By Shan Jiang, Steve Granick

The Royal Society of Chemistry

Copyright © 2012 The Royal Society of Chemistry
All rights reserved.
ISBN: 978-1-84973-423-3


Soft, Nanoscale Janus Particles by Macromolecular Engineering and Molecular Self-assembly


1.1 Introduction

Macromolecular engineering has evolved into a powerful toolbox for the preparation of complex polymer topologies with remarkable control over both the architecture and the distribution of monomer sequences into, e.g., block-type structures or well-defined branched macromolecules. The rapid advances in controlled/living polymerization techniques during the last two decades have greatly facilitated this development. In the context of Janus particles, macromolecular engineering is interesting not only for the direct synthesis of phase-segregated unimolecular objects, but also for harnessing the self-assembly capabilities of tailor-made polymers owing to mutually incompatible polymer blocks, solvophobic effects or specific molecular interactions. Indeed, self-assembly of block copolymers has proven to be a remarkably elegant strategy to generate polymer-based nano-objects, where we have seen progress to increasingly sophisticated soft nanoparticles, from simple diblock copolymer micelles and vesicles, to multicompartment micelles (MCMs) with increasingly complex geometries. Still, directly breaking the symmetry into biphasic Janus (Figure 1.1) particles or micelles has remained a considerable challenge.

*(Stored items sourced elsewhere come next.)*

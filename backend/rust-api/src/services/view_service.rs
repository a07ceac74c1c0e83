use anyhow::anyhow;
use chrono::Utc;
use futures::TryStreamExt;
use mongodb::bson::{doc, Bson};
use mongodb::Database;
use uuid::Uuid;

use crate::error::{is_duplicate_key, EngineError, EngineResult};
use crate::metrics::{track_db_operation, CONTENT_VIEWS_TOTAL};
use crate::models::content::ContentKind;
use crate::models::progress::{ModuleProgress, ViewRecord};
use crate::registry::ContentRegistry;

use super::ensure_module_exists;
use super::progress_service::ProgressService;

/// Upserts per-item view records and keeps the owning module's aggregate in
/// step. One record per (user, kind, item); marking viewed is one-way.
pub struct ViewService {
    mongo: Database,
    registry: ContentRegistry,
}

impl ViewService {
    pub fn new(mongo: Database, registry: ContentRegistry) -> Self {
        Self { mongo, registry }
    }

    /// Marks (user, kind, item) viewed and recomputes the owning module's
    /// progress. Idempotent: a repeat call returns the existing record with
    /// its original `viewed_at` and identical aggregate values, so blind
    /// client retries and double submissions are safe.
    pub async fn mark_viewed(
        &self,
        user_id: &str,
        kind: ContentKind,
        item_id: Uuid,
    ) -> EngineResult<(ViewRecord, ModuleProgress)> {
        let item_id = item_id.to_string();
        let source = self.registry.source(kind)?;
        let module_id = source.resolve_module(&item_id).await?.ok_or_else(|| {
            EngineError::not_found(format!("{} {} not found", kind, item_id))
        })?;

        let collection = self.mongo.collection::<ViewRecord>("view_records");
        let filter = doc! {
            "user_id": user_id,
            "kind": kind.as_str(),
            "item_id": &item_id,
        };

        let record = match collection.find_one(filter.clone()).await? {
            Some(existing) if existing.viewed => {
                tracing::debug!(
                    "{} {} already viewed by user {}, no-op",
                    kind,
                    item_id,
                    user_id
                );
                existing
            }
            _ => {
                let update = doc! {
                    "$set": {
                        "viewed": true,
                        "viewed_at": Utc::now().to_rfc3339(),
                    },
                };
                let write = track_db_operation("upsert", "view_records", async {
                    collection
                        .update_one(filter.clone(), update)
                        .upsert(true)
                        .await
                        .map_err(EngineError::from)
                })
                .await;
                match write {
                    // Only the winning write counts as a view.
                    Ok(_) => {
                        CONTENT_VIEWS_TOTAL.with_label_values(&[kind.as_str()]).inc();
                    }
                    // Concurrent first view: the unique index picks a winner;
                    // the loser reads the winning record below.
                    Err(EngineError::Storage(err)) if is_duplicate_key(&err) => {}
                    Err(err) => return Err(err),
                }

                tracing::info!("User {} viewed {} {}", user_id, kind, item_id);

                collection.find_one(filter.clone()).await?.ok_or_else(|| {
                    EngineError::Internal(anyhow!("view record missing after upsert"))
                })?
            }
        };

        // Aggregate recompute is idempotent, so running it on the no-op path
        // too keeps the response shape uniform. A failure here leaves the
        // aggregate stale, never wrong: the next recompute repairs it.
        let progress_service = ProgressService::new(self.mongo.clone(), self.registry.clone());
        let progress = progress_service.update_progress(user_id, &module_id).await?;

        Ok((record, progress))
    }

    /// Item ids the user has viewed in the module, across all registered
    /// kinds.
    pub async fn get_completed_content_ids(
        &self,
        user_id: &str,
        module_id: &str,
    ) -> EngineResult<Vec<String>> {
        ensure_module_exists(&self.mongo, module_id).await?;

        let records = self.mongo.collection::<ViewRecord>("view_records");
        let mut completed = Vec::new();

        for kind in self.registry.kinds() {
            let source = self.registry.source(kind)?;
            let item_ids = source.list_item_ids(module_id).await?;
            if item_ids.is_empty() {
                continue;
            }

            let id_strings: Vec<Bson> = item_ids.iter().cloned().map(Bson::String).collect();
            let mut cursor = records
                .find(doc! {
                    "user_id": user_id,
                    "kind": kind.as_str(),
                    "item_id": { "$in": id_strings },
                    "viewed": true,
                })
                .await?;
            while let Some(record) = cursor.try_next().await? {
                completed.push(record.item_id);
            }
        }

        Ok(completed)
    }
}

Polymer-based Janus particles formed by direct synthesis or self-assembly of block copolymers are unique among this class of non-centrosymmetric colloids. First, truly nanoscale dimensions (i.e. <100 nm) can be approached that are very difficult to tackle by, e.g., common desymmetrization reactions at interfaces or phase separation processes in emulsions, microfluidics or electrohydrodynamic jetting. Second, smart polymer segments, able to respond to environmental changes by phase transitions, impart a large-scale responsiveness to trigger superstructure formation or create strongly amphiphilic particles relevant for surface nanostructuring and the stabilization of interfaces. These properties render them a key building block for switchable materials. As a third criterion, polymers are also the crucial soft materials to communicate with the environment and to mediate interactions with cells, proteins and other living matter when approaching the biological interface with synthetic materials. Consequently, they are a valuable material class in the multitude of Janus particles available nowadays.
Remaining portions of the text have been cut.